Task to carry out: Once every line below with "Uuid" has been counted, state the total and nothing else.

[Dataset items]
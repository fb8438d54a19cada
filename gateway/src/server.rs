//! HTTP surface: session minting, out-of-band interrupts, history reads,
//! health, and the WebSocket attach point.

use std::sync::Arc;

use axum::body::Bytes;
use axum::extract::{Path, State};
use axum::http::StatusCode;
use axum::response::{IntoResponse, Json, Response};
use axum::routing::{get, post};
use axum::Router;
use chrono::{Duration, Utc};
use serde::Deserialize;
use serde_json::json;
use tower_http::cors::CorsLayer;
use tracing::info;
use uuid::Uuid;

use crate::config::{Config, SessionConfig};
use crate::journal::Journal;
use crate::registry::Registry;
use crate::relay::{self, InterruptSource};
use crate::session::Session;

/// Advisory lifetime reported by `POST /session`.
const SESSION_TTL_MINUTES: i64 = 30;

/// Shared state handed to every handler.
#[derive(Clone)]
pub struct AppState {
    pub config: Arc<Config>,
    pub registry: Registry,
    pub journal: Arc<Journal>,
}

impl AppState {
    pub fn new(config: Config) -> AppState {
        let journal = Journal::new(config.history_dir.clone(), config.save_history);
        AppState {
            config: Arc::new(config),
            registry: Registry::new(),
            journal: Arc::new(journal),
        }
    }
}

/// Builds the gateway router.
pub fn router(state: AppState) -> Router {
    Router::new()
        .route("/session", post(create_session))
        .route("/interrupt", post(interrupt))
        .route("/history", get(list_history))
        .route("/history/{id}", get(get_history))
        .route("/health", get(health))
        .route("/ws", get(relay::ws_handler))
        .layer(CorsLayer::permissive())
        .with_state(state)
}

/// Binds and serves until ctrl-c.
pub async fn serve(state: AppState, addr: &str) -> std::io::Result<()> {
    let app = router(state);
    let listener = tokio::net::TcpListener::bind(addr).await?;
    info!(addr = %addr, "gateway listening");
    axum::serve(listener, app)
        .with_graceful_shutdown(shutdown_signal())
        .await
}

async fn shutdown_signal() {
    let _ = tokio::signal::ctrl_c().await;
}

/// `POST /session` — mints a session id and inserts the record before any
/// socket arrives.
async fn create_session(State(state): State<AppState>, body: Bytes) -> Response {
    let config: SessionConfig = if body.is_empty() {
        SessionConfig::default()
    } else {
        match serde_json::from_slice(&body) {
            Ok(config) => config,
            Err(e) => return invalid_config(e),
        }
    };
    if let Err(e) = config.validate() {
        return invalid_config(e);
    }

    let session_id = Uuid::new_v4().to_string();
    let params = state.config.session_params(&config);
    state.registry.insert(Session::new(&session_id, params));
    info!(session_id = %session_id, "session minted");

    relay::journal(
        &state,
        &session_id,
        "session_opened",
        json!({"source": "api", "config": config}),
    )
    .await;

    let expires_at = Utc::now() + Duration::minutes(SESSION_TTL_MINUTES);
    Json(json!({
        "sessionId": session_id,
        "wsPath": format!("/ws?sessionId={}", session_id),
        "expiresAt": expires_at.to_rfc3339(),
    }))
    .into_response()
}

fn invalid_config(error: impl ToString) -> Response {
    (
        StatusCode::BAD_REQUEST,
        Json(json!({"error": "invalid_config", "message": error.to_string()})),
    )
        .into_response()
}

#[derive(Debug, Deserialize)]
struct InterruptRequest {
    #[serde(rename = "sessionId")]
    session_id: String,
}

/// `POST /interrupt` — out-of-band interruption.
async fn interrupt(
    State(state): State<AppState>,
    Json(req): Json<InterruptRequest>,
) -> Response {
    let Some(session) = state.registry.get(&req.session_id) else {
        return Json(json!({"ok": true, "interrupted": false})).into_response();
    };

    match relay::interrupt_session(&state, &session, InterruptSource::Api).await {
        Ok(interrupted) => Json(json!({"ok": true, "interrupted": interrupted})).into_response(),
        Err(e) => (
            StatusCode::INTERNAL_SERVER_ERROR,
            Json(json!({"error": "interrupt_failed", "message": e.to_string()})),
        )
            .into_response(),
    }
}

/// `GET /history` — session summaries, newest first.
async fn list_history(State(state): State<AppState>) -> Response {
    let sessions = state.journal.list().await;
    Json(json!({"sessions": sessions})).into_response()
}

/// `GET /history/{id}` — full event log for one session.
async fn get_history(State(state): State<AppState>, Path(id): Path<String>) -> Response {
    let events = state.journal.events(&id).await;
    if events.is_empty() {
        return (
            StatusCode::NOT_FOUND,
            Json(json!({"error": "session_not_found"})),
        )
            .into_response();
    }
    Json(json!({"sessionId": id, "events": events})).into_response()
}

/// `GET /health`
async fn health() -> Response {
    Json(json!({"ok": true, "now": Utc::now().to_rfc3339()})).into_response()
}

Response box: 2